The sound of the door closing behind Briggs had the effect of bringing James back to himself; he was suddenly moving, without recalling instructing his feet to do so, crossing the brief space of the entryway, Wooton opening the door even as he approached. He stood, blinking in the sunlight, opening his mouth to shout after Briggs—but Briggs was gone.

Or, rather, Briggs as he had been a moment before was gone. In his place, striding away down Curzon Street, was a man holding a set of false whiskers in one hand, a physician’s case in the other, energetically making his way toward a waiting carriage.

James glanced down at the card in his hand, and his suspicions were confirmed. The elaborately engraved card read LORD JULIAN BELFRY.

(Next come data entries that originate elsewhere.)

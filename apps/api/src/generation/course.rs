//! Multi-stage course generator.
//!
//! `ROOT -> PER_CHAPTER(i) -> PER_TOPIC(i, j) -> DONE`, strictly sequential.
//! Each stage gets a freshly built two-message conversation carrying only the
//! parent context (course name and overview, then chapter title, subtitle and
//! overview), never the accumulated history.

use std::sync::Arc;

use async_trait::async_trait;
use serde_json::{Map, Value};
use tracing::{debug, info};

use crate::generation::domains::{Domain, DomainSpec};
use crate::generation::error::{GenerationError, Stage};
use crate::generation::item::{check_required, ItemGenerator, RecordSink};
use crate::generation::sanitizer::parse_object;
use crate::llm_client::prompts::{
    CHAPTER_CONTEXT, CHAPTER_PROMPT, COURSE_CONTEXT, COURSE_OUTLINE_PROMPT, TOPIC_PROMPT,
};
use crate::llm_client::{ChatMessage, CompletionService, Conversation, Role};
use crate::models::record::GeneratedRecord;
use crate::models::work_item::WorkItem;

pub const OUTLINE_MAX_TOKENS: u32 = 1024;
pub const CHAPTER_MAX_TOKENS: u32 = 1024;
pub const TOPIC_MAX_TOKENS: u32 = 2048;

fn text<'a>(object: &'a Map<String, Value>, field: &str) -> &'a str {
    object.get(field).and_then(Value::as_str).unwrap_or_default()
}

fn two_user_messages(context: String, prompt: String) -> Conversation {
    Conversation::new(vec![
        ChatMessage::new(Role::User, context),
        ChatMessage::new(Role::User, prompt),
    ])
}

/// Takes the array in `field` out of `object`, leaving nothing behind.
fn take_array(
    object: &mut Map<String, Value>,
    field: &str,
    stage: Stage,
) -> Result<Vec<Value>, GenerationError> {
    match object.remove(field) {
        Some(Value::Array(items)) => Ok(items),
        _ => Err(GenerationError::parse(
            stage,
            format!("missing '{field}' array"),
        )),
    }
}

fn as_object(value: Value, stage: Stage) -> Result<Map<String, Value>, GenerationError> {
    match value {
        Value::Object(object) => Ok(object),
        _ => Err(GenerationError::parse(stage, "outline entry is not an object")),
    }
}

async fn complete_stage(
    completions: &dyn CompletionService,
    model: &str,
    conversation: &Conversation,
    max_tokens: u32,
    stage: Stage,
) -> Result<Map<String, Value>, GenerationError> {
    let raw = completions
        .complete(model, conversation, max_tokens)
        .await
        .map_err(|source| GenerationError::Completion { stage, source })?;
    debug!("Completion for {stage}: {raw}");
    parse_object(&raw).map_err(|e| GenerationError::parse(stage, e.to_string()))
}

/// Expands a course outline into chapters and topics.
///
/// Any failure aborts the whole course; nothing partial is returned.
pub async fn generate_composite(
    completions: &dyn CompletionService,
    model: &str,
    course_name: &str,
) -> Result<Map<String, Value>, GenerationError> {
    let outline = Conversation::single(COURSE_OUTLINE_PROMPT.replace("{course_name}", course_name));
    let mut course =
        complete_stage(completions, model, &outline, OUTLINE_MAX_TOKENS, Stage::Record).await?;
    check_required(&course, Domain::Course.spec().required, Stage::Record)?;

    let stubs = take_array(&mut course, "chapters", Stage::Record)?;
    let overview = text(&course, "overview").to_string();
    let course_context = COURSE_CONTEXT
        .replace("{course_name}", course_name)
        .replace("{course_overview}", &overview);

    let mut chapters = Vec::with_capacity(stubs.len());
    for (i, stub) in stubs.into_iter().enumerate() {
        let stage = Stage::Chapter { chapter: i };
        let stub = as_object(stub, stage)?;
        let prompt = CHAPTER_PROMPT
            .replace("{title}", text(&stub, "title"))
            .replace("{subtitle}", text(&stub, "subtitle"));
        let conversation = two_user_messages(course_context.clone(), prompt);

        let mut chapter =
            complete_stage(completions, model, &conversation, CHAPTER_MAX_TOKENS, stage).await?;
        let topic_stubs = take_array(&mut chapter, "topics", stage)?;

        let chapter_context = CHAPTER_CONTEXT
            .replace("{course_name}", course_name)
            .replace("{course_overview}", &overview)
            .replace("{chapter_title}", text(&chapter, "title"))
            .replace("{chapter_subtitle}", text(&chapter, "subtitle"))
            .replace("{chapter_overview}", text(&chapter, "overview"));

        let mut topics = Vec::with_capacity(topic_stubs.len());
        for (j, topic_stub) in topic_stubs.into_iter().enumerate() {
            let stage = Stage::Topic { chapter: i, topic: j };
            let topic_stub = as_object(topic_stub, stage)?;
            let prompt = TOPIC_PROMPT
                .replace("{title}", text(&topic_stub, "title"))
                .replace("{subtitle}", text(&topic_stub, "subtitle"));
            let conversation = two_user_messages(chapter_context.clone(), prompt);

            let topic =
                complete_stage(completions, model, &conversation, TOPIC_MAX_TOKENS, stage).await?;
            topics.push(Value::Object(topic));
        }

        info!(
            "Expanded chapter {} of '{course_name}' with {} topics",
            i + 1,
            topics.len()
        );
        chapter.insert("topics".into(), Value::Array(topics));
        chapters.push(Value::Object(chapter));
    }

    course.insert("chapters".into(), Value::Array(chapters));
    Ok(course)
}

pub struct CourseGenerator {
    completions: Arc<dyn CompletionService>,
    sink: RecordSink,
}

impl CourseGenerator {
    pub fn new(completions: Arc<dyn CompletionService>, sink: RecordSink) -> Self {
        Self { completions, sink }
    }
}

#[async_trait]
impl ItemGenerator for CourseGenerator {
    fn spec(&self) -> &'static DomainSpec {
        Domain::Course.spec()
    }

    async fn generate(&self, item: &WorkItem) -> Result<GeneratedRecord, GenerationError> {
        let course =
            generate_composite(self.completions.as_ref(), self.spec().model, &item.name).await?;
        self.sink.persist(item, course).await
    }
}

#[cfg(test)]
mod tests {
    use super::*;
    use crate::test_support::{MemoryDocumentStore, ScriptedCompletions};
    use serde_json::json;

    fn rome_script() -> Vec<String> {
        let mut script = vec![json!({
            "name": "History of Rome",
            "overview": "From kings to emperors",
            "level": "Beginner",
            "tags": ["History", "Rome"],
            "chapters": [
                { "title": "Kingdom", "subtitle": "753 BC" },
                { "title": "Republic", "subtitle": "509 BC" },
                { "title": "Empire", "subtitle": "27 BC" }
            ]
        })
        .to_string()];
        for chapter in ["Kingdom", "Republic", "Empire"] {
            script.push(
                json!({
                    "title": chapter,
                    "subtitle": "era",
                    "overview": format!("{chapter} overview"),
                    "topics": [
                        { "title": "Politics", "subtitle": "" },
                        { "title": "War", "subtitle": "" }
                    ]
                })
                .to_string(),
            );
            for topic in ["Politics", "War"] {
                script.push(format!(
                    "Here you go: {{\"title\":\"{chapter} {topic}\",\"points\":[]}}"
                ));
            }
        }
        script
    }

    #[tokio::test]
    async fn test_three_chapters_two_topics_is_ten_sequential_calls() {
        let completions = ScriptedCompletions::new(rome_script());
        let course = generate_composite(&completions, "gpt-4o-mini", "History of Rome")
            .await
            .unwrap();

        let calls = completions.calls();
        assert_eq!(calls.len(), 10);
        assert_eq!(calls[0].messages.len(), 1);
        assert_eq!(calls[0].max_tokens, 1024);
        assert!(calls[1..].iter().all(|c| c.messages.len() == 2));
        assert_eq!(calls[1].max_tokens, 1024);
        assert_eq!(calls[2].max_tokens, 2048);

        let chapters = course["chapters"].as_array().unwrap();
        assert_eq!(chapters.len(), 3);
        for chapter in chapters {
            let topics = chapter["topics"].as_array().unwrap();
            assert_eq!(topics.len(), 2);
            assert!(topics.iter().all(|t| t.get("points").is_some()));
        }
        assert_eq!(chapters[2]["topics"][1]["title"], "Empire War");
    }

    #[tokio::test]
    async fn test_nested_prompts_carry_only_parent_context() {
        let completions = ScriptedCompletions::new(rome_script());
        generate_composite(&completions, "gpt-4o-mini", "History of Rome")
            .await
            .unwrap();

        let calls = completions.calls();
        assert_eq!(
            calls[1].messages[0].content,
            "Course name:History of Rome Course overview:From kings to emperors"
        );
        assert!(calls[1].messages[1].content.contains("title Kingdom and subtitle 753 BC"));
        assert_eq!(
            calls[2].messages[0].content,
            "Course name:History of Rome Course overview:From kings to emperors \
             chapter title:Kingdom chapter sub title:era chapter overview:Kingdom overview"
        );
        assert!(calls[3].messages[1].content.contains("topic with title War"));
    }

    #[tokio::test]
    async fn test_topic_parse_failure_aborts_course() {
        let mut script = rome_script();
        script[3] = "no json here".to_string();
        let completions = Arc::new(ScriptedCompletions::new(script));
        let store = Arc::new(MemoryDocumentStore::default());
        let generator = CourseGenerator::new(
            completions.clone(),
            RecordSink::new(Domain::Course.spec(), store.clone(), None),
        );

        let err = generator
            .generate(&WorkItem::named("History of Rome"))
            .await
            .unwrap_err();
        assert_eq!(err.stage(), Stage::Topic { chapter: 0, topic: 1 });
        assert_eq!(completions.calls().len(), 4);
        assert!(store.documents("courses").is_empty());
    }

    #[tokio::test]
    async fn test_chapter_without_topics_is_a_parse_error() {
        let completions = ScriptedCompletions::new([
            r#"{"overview":"o","chapters":[{"title":"One","subtitle":"s"}]}"#,
            r#"{"title":"One","overview":"no topics"}"#,
        ]);
        let err = generate_composite(&completions, "gpt-4o-mini", "Stoicism")
            .await
            .unwrap_err();
        assert_eq!(err.stage(), Stage::Chapter { chapter: 0 });
    }

    #[tokio::test]
    async fn test_outline_without_overview_stops_before_chapters() {
        let completions = ScriptedCompletions::new([r#"{"chapters":[{"title":"One"}]}"#]);
        let err = generate_composite(&completions, "gpt-4o-mini", "Stoicism")
            .await
            .unwrap_err();
        assert!(matches!(err, GenerationError::Parse { stage: Stage::Record, .. }));
        assert!(err.to_string().contains("'overview'"));
        assert_eq!(completions.calls().len(), 1);
    }

    #[tokio::test]
    async fn test_course_is_normalized_and_persisted() {
        let completions = Arc::new(ScriptedCompletions::new(rome_script()));
        let store = Arc::new(MemoryDocumentStore::default());
        let generator = CourseGenerator::new(
            completions,
            RecordSink::new(Domain::Course.spec(), store.clone(), None),
        );

        let record = generator
            .generate(&WorkItem::named("History of Rome"))
            .await
            .unwrap();
        assert_eq!(record.data["level"], "beginner");
        assert_eq!(record.data["tags"], json!(["history", "rome"]));
        assert_eq!(record.image(), "");
        assert_eq!(store.documents("courses").len(), 1);
    }
}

Violet heard the footsteps on the stairs and sprang into action. She tightly screwed on the lid to her ink bottle and wiped her pen with a handkerchief, then hastily shoved both, along with the sheet of paper upon which she had been writing, into a drawer of her bedside table. She had just flung herself back against her pillows, folding her hands calmly atop the blankets that covered her, when she noticed an alarming splotch of ink on her index finger. She rolled over and frantically opened the drawer once more, grabbing the ink-stained handkerchief and scrubbing at her finger. She had, after all, supposedly just been examined by a doctor while lying docilely abed, and therefore could not afford any suspiciously fresh ink spots—the result of a highly emotional letter to the editor of Ackermann’s Repository about a planned exhibition of the Elgin Marbles in the British Museum.

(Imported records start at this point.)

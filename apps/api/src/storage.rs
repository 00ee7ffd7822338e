//! Object storage for generated image assets.

use async_trait::async_trait;
use aws_sdk_s3::primitives::ByteStream;
use bytes::Bytes;
use thiserror::Error;
use tracing::info;

#[derive(Debug, Error)]
pub enum ObjectStoreError {
    #[error("upload of {key} failed: {message}")]
    Put { key: String, message: String },

    #[error("existence check of {key} failed: {message}")]
    Head { key: String, message: String },
}

#[async_trait]
pub trait ObjectStore: Send + Sync {
    /// Stores `bytes` under `key` and returns the object's public URL.
    async fn put(&self, key: &str, bytes: Bytes, content_type: &str)
        -> Result<String, ObjectStoreError>;

    async fn exists(&self, key: &str) -> Result<bool, ObjectStoreError>;
}

/// Builds the asset key for a generated image:
/// `[<user_id>/]<name with whitespace runs as '_', lowercased>_<unix_millis>.png`.
/// Leading and trailing runs are replaced too, never trimmed.
pub fn asset_key(name: &str, user_id: Option<&str>, unix_millis: i64) -> String {
    let mut slug = String::with_capacity(name.len());
    let mut in_run = false;
    for c in name.chars() {
        if c.is_whitespace() {
            if !in_run {
                slug.push('_');
            }
            in_run = true;
        } else {
            slug.extend(c.to_lowercase());
            in_run = false;
        }
    }
    match user_id {
        Some(user) => format!("{user}/{slug}_{unix_millis}.png"),
        None => format!("{slug}_{unix_millis}.png"),
    }
}

/// S3-backed object store. Public URLs are `<public_base>/<bucket>/<key>`.
pub struct S3ObjectStore {
    client: aws_sdk_s3::Client,
    bucket: String,
    public_base: String,
}

impl S3ObjectStore {
    pub fn new(client: aws_sdk_s3::Client, bucket: String, public_base: &str) -> Self {
        Self {
            client,
            bucket,
            public_base: public_base.trim_end_matches('/').to_string(),
        }
    }

    fn public_url(&self, key: &str) -> String {
        format!("{}/{}/{}", self.public_base, self.bucket, key)
    }
}

#[async_trait]
impl ObjectStore for S3ObjectStore {
    async fn put(
        &self,
        key: &str,
        bytes: Bytes,
        content_type: &str,
    ) -> Result<String, ObjectStoreError> {
        self.client
            .put_object()
            .bucket(&self.bucket)
            .key(key)
            .body(ByteStream::from(bytes))
            .content_type(content_type)
            .send()
            .await
            .map_err(|e| ObjectStoreError::Put {
                key: key.to_string(),
                message: e.to_string(),
            })?;

        info!("Uploaded asset to s3://{}/{}", self.bucket, key);
        Ok(self.public_url(key))
    }

    async fn exists(&self, key: &str) -> Result<bool, ObjectStoreError> {
        match self
            .client
            .head_object()
            .bucket(&self.bucket)
            .key(key)
            .send()
            .await
        {
            Ok(_) => Ok(true),
            Err(e) if e.as_service_error().map_or(false, |se| se.is_not_found()) => Ok(false),
            Err(e) => Err(ObjectStoreError::Head {
                key: key.to_string(),
                message: e.to_string(),
            }),
        }
    }
}
pub mod record;
pub mod work_item;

Shoving the handkerchief under her pillow, she forced herself to recline calmly, as any true invalid would. She had been lying abed in a state of some anxiety for quite a while now; Lord Julian had arrived that morning, as they had arranged, and lingered in her room until James returned home. He had brought along a sheaf of papers, which Violet thought might have been a script, and had spent a quiet few hours perusing them, occasionally muttering to himself. She had written three letters, read a volume of scandalous poetry, read the latest issue of Ackermann’s Repository, and begun writing another letter. It was exactly what she would have been doing on any other day, but being forced to do it from the confines of her bed—since she had to keep up appearances, for the sake of any servants who might wander in—had made it inexpressibly more tedious. It had never occurred to her how dull a life of espionage must be at times, and she was very grateful that James had returned home early today.

Lord Julian had sprung into action as soon as they’d heard James’s voice downstairs—they had kept her bedchamber door cracked for just this purpose—and had vanished out the door, false whiskers in place, before Violet could offer so much as a thank-you.